The big dates for SGML are 1986, when the IS 8879 standard finally was published; 1990, when editor Charles Goldfarb’s annotated version The SGML Handbook came out, and 1996 when XML was mooted at the SGML ‘96 conference. Charles once told me that when IS 8879 first came out, they half expected it to take over the world; only to be utterly mystifyingly held back by WYSIWYG, which stole the usability thunder from SGML. Well, after 20 years, “WYSIWYG is dead” and markup is king. Or, at least, WYSIWYG now uses styles and flexible window sizing, and SGML has succeeded by abandoning the Wiki-like markup feataures.

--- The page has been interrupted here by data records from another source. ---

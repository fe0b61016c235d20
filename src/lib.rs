//! In-memory geohash index with prefix (cell) queries.
//!
//! Points are filed under a fixed 8-symbol geohash built from 20 bits of
//! longitude and 20 bits of latitude (roughly one meter at the equator).
//! Codes live in a reference-counted prefix trie, so every point inside a
//! cell of any size can be listed by asking for the cell's prefix.
//!
//! ## Features
//! - **Codec**: point to code, symbol to index, code to cell bounds
//! - **Prefix trie**: exact lookup, collision accumulation, pruning delete,
//!   pre-order prefix search
//! - **Shared index**: `GeoIndex` behind one reader/writer lock
//! - **Distance**: haversine, geodesic or rhumb via the `geo` crate, or
//!   disabled
//!
//! ```rust
//! use geotrie::{GeoIndex, Point};
//!
//! let index = GeoIndex::new();
//!
//! let sf = Point::new(-122.4194, 37.7749);
//! let code = index.add(sf)?;
//! assert_eq!(code, "9Q8YYK8Y");
//!
//! index.add(Point::new(-122.2711, 37.8044))?; // Oakland
//! assert_eq!(index.find_by_prefix("9Q")?.len(), 2);
//!
//! index.delete(&code)?;
//! assert!(index.position(&code)?.is_empty());
//! # Ok::<(), geotrie::GeoTrieError>(())
//! ```

pub mod builder;
pub mod compute;
pub mod config;
pub mod db;
pub mod error;
pub mod trie;

pub use builder::GeoIndexBuilder;
pub use db::GeoIndex;
pub use error::{Axis, GeoTrieError, Result};
pub use trie::{IndexEntry, PrefixTrie};

pub use geo::{Point, Rect};

pub use compute::geohash::{ALPHABET, CODE_LENGTH, cell_bounds, encode, symbol_index};
pub use compute::spatial::DistanceMetric;
pub use config::{Config, IndexStats};

pub const VERSION: &str = env!("CARGO_PKG_VERSION");

/// Common imports
pub mod prelude {

    pub use crate::{GeoIndex, GeoIndexBuilder, GeoTrieError, Result};

    pub use crate::{IndexEntry, PrefixTrie};

    pub use crate::{Point, Rect};

    pub use crate::{Config, DistanceMetric, IndexStats};

    pub use crate::compute::geohash::{cell_bounds, encode};
}
use super::entry::IndexEntry;
use crate::compute::geohash::ALPHABET;

pub(crate) const FANOUT: usize = ALPHABET.len();

/// One trie node. Children are owned, so dropping a slot frees the whole
/// subtree below it.
#[derive(Debug)]
pub(crate) struct TrieNode {
    pub(crate) children: [Option<Box<TrieNode>>; FANOUT],
    /// Distinct codes whose path runs through this node. Unused on the root.
    pub(crate) pass_count: usize,
    /// Present iff a code ends here.
    pub(crate) entry: Option<IndexEntry>,
}

impl TrieNode {
    pub(crate) fn is_terminal(&self) -> bool {
        self.entry.is_some()
    }

    pub(crate) fn child(&self, index: u8) -> Option<&TrieNode> {
        self.children[usize::from(index)].as_deref()
    }

    pub(crate) fn child_mut(&mut self, index: u8) -> Option<&mut TrieNode> {
        self.children[usize::from(index)].as_deref_mut()
    }

    /// Occupied children in ascending alphabet order.
    pub(crate) fn occupied(&self) -> impl DoubleEndedIterator<Item = &TrieNode> {
        self.children.iter().filter_map(|slot| slot.as_deref())
    }
}

impl Default for TrieNode {
    fn default() -> Self {
        Self {
            children: [const { None }; FANOUT],
            pass_count: 0,
            entry: None,
        }
    }
}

The minor dates for SGML were 1988 (insignificant change), the ENR corrigenda in 1996 on extended naming rules (which I drafted), the WebSGML corrigenda in 1999 to encourage and endorse XML, and XML 1.1 (which may yet come into its own at some time, when XML 1.1 parsers are ubiquitous.) As SGML became refomulated as XML, DSSSL was reformulated as XSL-FO, SDQL was completely reworked as XPath, DSSSL transformations became XSLT, HyTime was joined trapped in the starting stalls by Xlink, GROVES vagued out into XML Infoset, architectural forms & DTDs influenced XML Schemas, SDIF looks like having an analog in the binary infoset (”Efficient XML”) work, and the various calls for modularity found a more amenable home than the SGML revision process as XML Namespaces.

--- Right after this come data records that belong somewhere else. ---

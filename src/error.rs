//! Error types for geotrie.

use thiserror::Error;

/// Coordinate axis named in range errors.
#[derive(Debug, Clone, Copy, PartialEq, Eq)]
pub enum Axis {
    Longitude,
    Latitude,
}

impl Axis {
    /// Inclusive valid interval for this axis.
    pub const fn bounds(self) -> (f64, f64) {
        match self {
            Axis::Longitude => (-180.0, 180.0),
            Axis::Latitude => (-90.0, 90.0),
        }
    }
}

impl std::fmt::Display for Axis {
    fn fmt(&self, f: &mut std::fmt::Formatter<'_>) -> std::fmt::Result {
        match self {
            Axis::Longitude => f.write_str("longitude"),
            Axis::Latitude => f.write_str("latitude"),
        }
    }
}

/// Enum with all errors in this crate.
#[derive(Error, Debug, Clone, PartialEq)]
pub enum GeoTrieError {
    /// A supplied code contains a symbol outside the alphabet, or a delete
    /// targets a code with no live entry.
    #[error("invalid hash: {0:?}")]
    InvalidHash(String),

    #[error("invalid geohash symbol: {0:?}")]
    InvalidSymbol(char),

    #[error("{axis} out of range [{}, {}]: {value}", .axis.bounds().0, .axis.bounds().1)]
    OutOfRange { axis: Axis, value: f64 },

    #[error("not implemented: {0}")]
    NotImplemented(&'static str),

    #[error("invalid input: {0}")]
    InvalidInput(String),
}

pub type Result<T> = std::result::Result<T, GeoTrieError>;
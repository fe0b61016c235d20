//! Index builder for flexible configuration

use crate::compute::spatial::DistanceMetric;
use crate::config::Config;
use crate::db::GeoIndex;
use crate::error::{GeoTrieError, Result};
use crate::trie::PrefixTrie;
use geo::Point;

/// Builder for [`GeoIndex`] with optional seed points.
#[derive(Debug, Default)]
pub struct GeoIndexBuilder {
    config: Config,
    seed: Vec<Point>,
}

impl GeoIndexBuilder {
    /// Create a new builder with default configuration.
    pub fn new() -> Self {
        Self::default()
    }

    /// Replace the whole configuration.
    pub fn config(mut self, config: Config) -> Self {
        self.config = config;
        self
    }

    /// Use `metric` for distance calculations.
    pub fn distance_metric(mut self, metric: DistanceMetric) -> Self {
        self.config = self.config.with_distance_metric(metric);
        self
    }

    /// Leave distance unimplemented; `GeoIndex::distance` will report
    /// `NotImplemented`.
    pub fn without_distance(mut self) -> Self {
        self.config = self.config.without_distance();
        self
    }

    /// Reject prefix searches shorter than `len` symbols.
    pub fn min_prefix_len(mut self, len: usize) -> Self {
        self.config.min_prefix_len = len;
        self
    }

    /// Points inserted before the index is shared.
    pub fn points<I: IntoIterator<Item = Point>>(mut self, points: I) -> Self {
        self.seed.extend(points);
        self
    }

    /// Build the index.
    ///
    /// # Errors
    ///
    /// [`GeoTrieError::InvalidInput`] if the configuration is invalid, or the
    /// first seed point error. No index is returned on error.
    pub fn build(self) -> Result<GeoIndex> {
        self.config.validate().map_err(GeoTrieError::InvalidInput)?;

        if !self.config.distance_enabled {
            log::warn!("Building geo index without a distance metric; distance calls will fail");
        }

        let mut trie = PrefixTrie::new();
        for point in self.seed {
            trie.insert(point)?;
        }

        log::debug!(
            "Built geo index with {} codes (config: {:?})",
            trie.len(),
            self.config
        );
        Ok(GeoIndex::from_parts(trie, self.config))
    }
}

The ancillary material around SGML is still be maintained at ISO. In the last few years, for example, the ISO stnadard public entity sets have been enhanced for better maths support, with input from W3C Maths people, STIX and the Unicode Consortium. These entity sets may have a new lease on life if, as it currently looks, the Document Schema Renaming Language (DSRL) provides the mappings to allow entities in XML without ENTITY declarations.

Looking through that conference proceedings today, there are many usual suspects still active: Jonathan Robie on XML databases went on to XQuery, Bob DuCharme talked on free software, Jon Bosak talked about the need for a mini-DSSSL for online work, Tony Graham talked on internationalization, Lauren Wood, Timn Bray, Tommy Usdin and many others.